Here is a short listing of just some of the alleged incidents, which started in 2010 when Schneiderman was in sixth grade and attended Weldon E. Howitt Middle School in Farmingdale, NY:

  • Face smashed into bleachers
  • Held in a headlock and punched
  • Head forced between bus seats as he was punched in stomach and face
  • Punched so hard in the abdomen that he had blood in his urine
  • Arms lacerated from repeated pencil stabbings
  • Frequently punched in the face, stomach, arms and legs
  • Spit on and sucker-punched in the face
  • Verbally abused

Austin’s family made continuous pleas to the school to help with the bullying that was taking place. Austin wrote in a journal for his English class, “I feel like everyone hates me…and that I don’t have friends that I can trust anymore so this is the real me. You might think I’m nice and happy because I talk a lot and I smile. I just do that so people don’t make fun of me and see who I really am on the inside. I have a book at home of all the times I got bullied and some of my thoughts were suicide.”

Despite calls to the superintendent and talks with teachers, the Schneidermans allege little was done and the bullying continued. Wrote Austin, “I used to be happy to be me, but the bullies make me feel different. I tried to commit suicide to escape all this pain at school, but I failed, and planned to try again on Christmas Day 2011. I think I’m still here today because my mom refused to let me go.”
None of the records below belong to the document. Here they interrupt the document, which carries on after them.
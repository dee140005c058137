// SPDX-License-Identifier: MIT
// Copyright (c) 2026 StarTuz

//! Flight computer engine: pure calculations for VFR planning, plus the small
//! amount of state kept around them (aircraft profile, working checklist, checkpoints).
//!
//! Every calculation takes its inputs by value and returns a plain result. None
//! of them fail: incomplete input produces a zeroed result, and input with no
//! physical answer produces an explicit marker instead of NaN.

pub mod aircraft;
pub mod atmosphere;
pub mod calculator;
pub mod checklist;
pub mod checkpoint;
pub mod climb;
pub mod nav;
pub mod performance;
pub mod units;
pub mod weight_balance;
pub mod wind;

use std::path::PathBuf;

pub use aircraft::{AircraftProfile, AircraftStore};
pub use calculator::{CalculatorInputs, CalculatorReport};
pub use checklist::{Checklist, ChecklistStore};
pub use wind::{WindSolution, WindTriangleInput, WindTriangleResult};

/// Directory holding aircraft.json and checkpoints.json.
pub fn get_config_root() -> PathBuf {
    directories::ProjectDirs::from("org", "e6b", "E6B-Oxide")
        .map(|dirs| dirs.config_dir().to_path_buf())
        .unwrap_or_else(|| PathBuf::from("."))
}
//! Quote, logo and gainers payloads.
//!
//! These are the JSON bodies of the three API endpoints. Field names on the wire
//! are camelCase; the server encodes them and the client decodes them with
//! `serde_json`, so a missing or mistyped required field fails decoding.

use serde::{Deserialize, Serialize};

use crate::company::{Company, Symbol};
use crate::error::SharesError;

/// Latest quote for a single company.
#[derive(Debug, Clone, PartialEq, Serialize, Deserialize)]
#[serde(rename_all = "camelCase")]
pub struct Quote {
    /// Ticker as the server spells it; not validated.
    pub symbol: String,
    /// Company display name.
    pub company_name: String,
    /// Last traded price.
    #[serde(rename = "latestPrice")]
    pub price: f64,
    /// Absolute change against the previous close.
    pub change: f64,
    /// Relative change against the previous close, as a fraction.
    #[serde(default, skip_serializing_if = "Option::is_none")]
    pub change_percent: Option<f64>,
    /// Time of the last update in milliseconds since the UNIX epoch.
    #[serde(default, skip_serializing_if = "Option::is_none")]
    pub latest_update: Option<i64>,
}

impl Quote {
    /// Decode a quote body.
    ///
    /// Any decoding failure is a [`SharesError::Parse`].
    pub fn from_json(body: &str) -> Result<Quote, SharesError> {
        serde_json::from_str(body).map_err(|e| SharesError::Parse(format!("quote: {e}")))
    }

    /// `true` when the quote is for `symbol`, ignoring case and padding.
    pub fn is_for(&self, symbol: &Symbol) -> bool {
        self.symbol.trim().eq_ignore_ascii_case(symbol.as_str())
    }
}

/// Body of the logo endpoint. `url` may be absent or empty.
#[derive(Debug, Clone, Default, PartialEq, Eq, Serialize, Deserialize)]
pub struct LogoPayload {
    /// Location of the logo image.
    #[serde(default)]
    pub url: Option<String>,
}

/// A logo that is known to exist.
#[derive(Debug, Clone, PartialEq, Eq, Serialize, Deserialize)]
pub struct Logo {
    /// Location of the logo image.
    pub url: String,
}

impl Logo {
    /// Decode a logo body.
    ///
    /// Malformed JSON is a [`SharesError::Parse`]; a missing or blank `url` is a
    /// [`SharesError::ResourceMissing`].
    pub fn from_json(body: &str, symbol: &Symbol) -> Result<Logo, SharesError> {
        let payload: LogoPayload =
            serde_json::from_str(body).map_err(|e| SharesError::Parse(format!("logo: {e}")))?;

        match payload.url {
            Some(url) if !url.trim().is_empty() => Ok(Logo { url }),
            _ => Err(SharesError::ResourceMissing(format!("no logo url for {symbol}"))),
        }
    }
}

/// One row of the gainers list as the client reads it.
///
/// The server sends full quote objects; only these two fields are used.
#[derive(Debug, Clone, PartialEq, Eq, Serialize, Deserialize)]
#[serde(rename_all = "camelCase")]
pub struct GainerEntry {
    /// Raw ticker, validated when converted into a [`Company`].
    pub symbol: String,
    /// Company name; some listings omit it.
    #[serde(default)]
    pub company_name: Option<String>,
}

impl TryFrom<GainerEntry> for Company {
    type Error = SharesError;

    fn try_from(entry: GainerEntry) -> Result<Self, Self::Error> {
        let symbol = Symbol::parse(&entry.symbol)?;
        let name = match entry.company_name {
            Some(name) if !name.trim().is_empty() => name,
            _ => symbol.to_string(),
        };
        Ok(Company::new(symbol, name))
    }
}

#[cfg(test)]
mod tests {
    use super::*;

    fn aapl() -> Symbol {
        Symbol::parse("AAPL").expect("symbol")
    }

    #[test]
    fn decodes_quote_and_ignores_extra_fields() {
        let body = r#"{"symbol":"AAPL","companyName":"Apple Inc","latestPrice":132.05,
            "change":-1.5,"latestUpdate":1612000000000,"peRatio":35.2}"#;
        let quote = Quote::from_json(body).expect("quote decodes");

        assert_eq!(quote.symbol, "AAPL");
        assert!(quote.is_for(&aapl()));
        assert_eq!(quote.company_name, "Apple Inc");
        assert_eq!(quote.price, 132.05);
        assert_eq!(quote.change, -1.5);
        assert_eq!(quote.change_percent, None);
        assert_eq!(quote.latest_update, Some(1_612_000_000_000));
    }

    #[test]
    fn unusual_tickers_still_decode() {
        let body = r#"{"symbol":"brk/a ","companyName":"Berkshire","latestPrice":1.0,"change":0}"#;
        let quote = Quote::from_json(body).expect("quote decodes");
        assert_eq!(quote.symbol, "brk/a ");
        assert!(!quote.is_for(&aapl()));

        let body = r#"{"symbol":" aapl","companyName":"Apple","latestPrice":1.0,"change":0}"#;
        assert!(Quote::from_json(body).expect("quote decodes").is_for(&aapl()));
    }

    #[test]
    fn integer_prices_are_accepted() {
        let body = r#"{"symbol":"AAPL","companyName":"Apple","latestPrice":130,"change":2}"#;
        let quote = Quote::from_json(body).expect("quote decodes");
        assert_eq!(quote.change, 2.0);
    }

    #[test]
    fn missing_or_mistyped_quote_fields_are_parse_errors() {
        let bodies = [
            r#"{"symbol":"AAPL","companyName":"Apple","change":1.0}"#,
            r#"{"symbol":"AAPL","latestPrice":1.0,"change":1.0}"#,
            r#"{"symbol":"AAPL","companyName":"Apple","latestPrice":"1.0","change":1.0}"#,
            r#"{"symbol":"AAPL","companyName":"Apple","latestPrice":1.0,"change":null}"#,
            r#"[]"#,
        ];
        for body in bodies {
            let err = Quote::from_json(body).expect_err("must fail");
            assert!(matches!(err, SharesError::Parse(_)), "{body}");
        }
    }

    #[test]
    fn logo_without_url_is_missing_resource() {
        for body in [r#"{}"#, r#"{"url":""}"#, r#"{"url":null}"#] {
            let err = Logo::from_json(body, &aapl()).expect_err("no url");
            assert!(matches!(err, SharesError::ResourceMissing(_)), "{body}");
        }

        let err = Logo::from_json("not json", &aapl()).expect_err("bad body");
        assert!(matches!(err, SharesError::Parse(_)));
    }

    #[test]
    fn gainer_without_name_falls_back_to_symbol() {
        let entry = GainerEntry {
            symbol: String::from("nio"),
            company_name: None,
        };
        let company = Company::try_from(entry).expect("valid entry");
        assert_eq!(company.symbol.as_str(), "NIO");
        assert_eq!(company.name, "NIO");
    }
}
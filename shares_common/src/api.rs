//! Shared API routes and URL helpers used by client and server.

use strum_macros::Display;

use crate::company::Symbol;

/// Default base URL the client talks to (the local sandbox).
pub const DEFAULT_BASE_URL: &str = "http://127.0.0.1:8080";
/// Query parameter carrying the API token.
pub const TOKEN_PARAM: &str = "token";
/// Route of the gainers list.
pub const GAINERS_ROUTE: &str = "/stock/market/list/gainers";
/// Route template of the quote endpoint (axum path syntax).
pub const QUOTE_ROUTE: &str = "/stock/{symbol}/quote";
/// Route template of the logo endpoint (axum path syntax).
pub const LOGO_ROUTE: &str = "/stock/{symbol}/logo";

/// The three endpoints of the API.
#[derive(Debug, Clone, Copy, PartialEq, Eq, Hash, Display)]
#[strum(serialize_all = "lowercase")]
pub enum Endpoint {
    /// Top gainers list.
    Gainers,
    /// Per-symbol quote.
    Quote,
    /// Per-symbol logo.
    Logo,
}

/// Base URL plus token, producing fully qualified request URLs.
#[derive(Debug, Clone, PartialEq, Eq)]
pub struct ApiEndpoint {
    base_url: String,
    token: String,
}

impl ApiEndpoint {
    /// Creates an endpoint; a trailing `/` on `base_url` is ignored.
    pub fn new(base_url: &str, token: &str) -> Self {
        Self {
            base_url: base_url.trim().trim_end_matches('/').to_string(),
            token: token.trim().to_string(),
        }
    }

    /// Base URL without the trailing slash.
    pub fn base_url(&self) -> &str {
        &self.base_url
    }

    /// URL of the gainers list.
    pub fn gainers_url(&self) -> String {
        self.with_token(GAINERS_ROUTE)
    }

    /// URL of the quote for `symbol`.
    pub fn quote_url(&self, symbol: &Symbol) -> String {
        self.with_token(&route_for(QUOTE_ROUTE, symbol))
    }

    /// URL of the logo for `symbol`.
    pub fn logo_url(&self, symbol: &Symbol) -> String {
        self.with_token(&route_for(LOGO_ROUTE, symbol))
    }

    fn with_token(&self, path: &str) -> String {
        format!(
            "{}{}?{}={}",
            self.base_url,
            path,
            TOKEN_PARAM,
            urlencoding::encode(&self.token)
        )
    }
}

fn route_for(template: &str, symbol: &Symbol) -> String {
    template.replace("{symbol}", &urlencoding::encode(symbol.as_str()))
}

#[cfg(test)]
mod tests {
    use super::*;

    #[test]
    fn builds_urls_with_token() {
        let api = ApiEndpoint::new("https://cloud.iexapis.com/stable/", "pk_123");
        let symbol = Symbol::parse("aapl").expect("symbol");

        assert_eq!(
            api.gainers_url(),
            "https://cloud.iexapis.com/stable/stock/market/list/gainers?token=pk_123"
        );
        assert_eq!(
            api.quote_url(&symbol),
            "https://cloud.iexapis.com/stable/stock/AAPL/quote?token=pk_123"
        );
        assert_eq!(
            api.logo_url(&symbol),
            "https://cloud.iexapis.com/stable/stock/AAPL/logo?token=pk_123"
        );
    }

    #[test]
    fn token_is_url_encoded() {
        let api = ApiEndpoint::new(DEFAULT_BASE_URL, "a b&c");
        assert!(api.gainers_url().ends_with("?token=a%20b%26c"));
    }

    #[test]
    fn endpoint_names_are_lowercase() {
        assert_eq!(Endpoint::Quote.to_string(), "quote");
        assert_eq!(Endpoint::Gainers.to_string(), "gainers");
    }
}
Feeling helpless, the family turned to our law firm. “Teachers, administrators, and guidance counselors knew about the problems going on but failed Austin and did not do nearly enough to stop the relentless bullying,” said partner Neal Goldstein. “Austin’s journal helped illustrate for the court how the years of being picked on and tormented caused not just physical pain but emotional injuries. These are just as serious and when proven are absolutely as compensable as physical injuries.”

“We hope cases like this one help other families realize that there is recourse against schools that turn a blind eye to the very serious problem of bullying. No child should fear riding a school bus or going to class. Our firm has put numerous articles and other free resources on our website to help parents in these situations. The fact that we get so many calls from around the country shows just how widespread the problem of bullying really is.” Meanwhile, Austin now wants to help other bullied children and is looking for volunteer mentoring and other opportunities to share his experiences.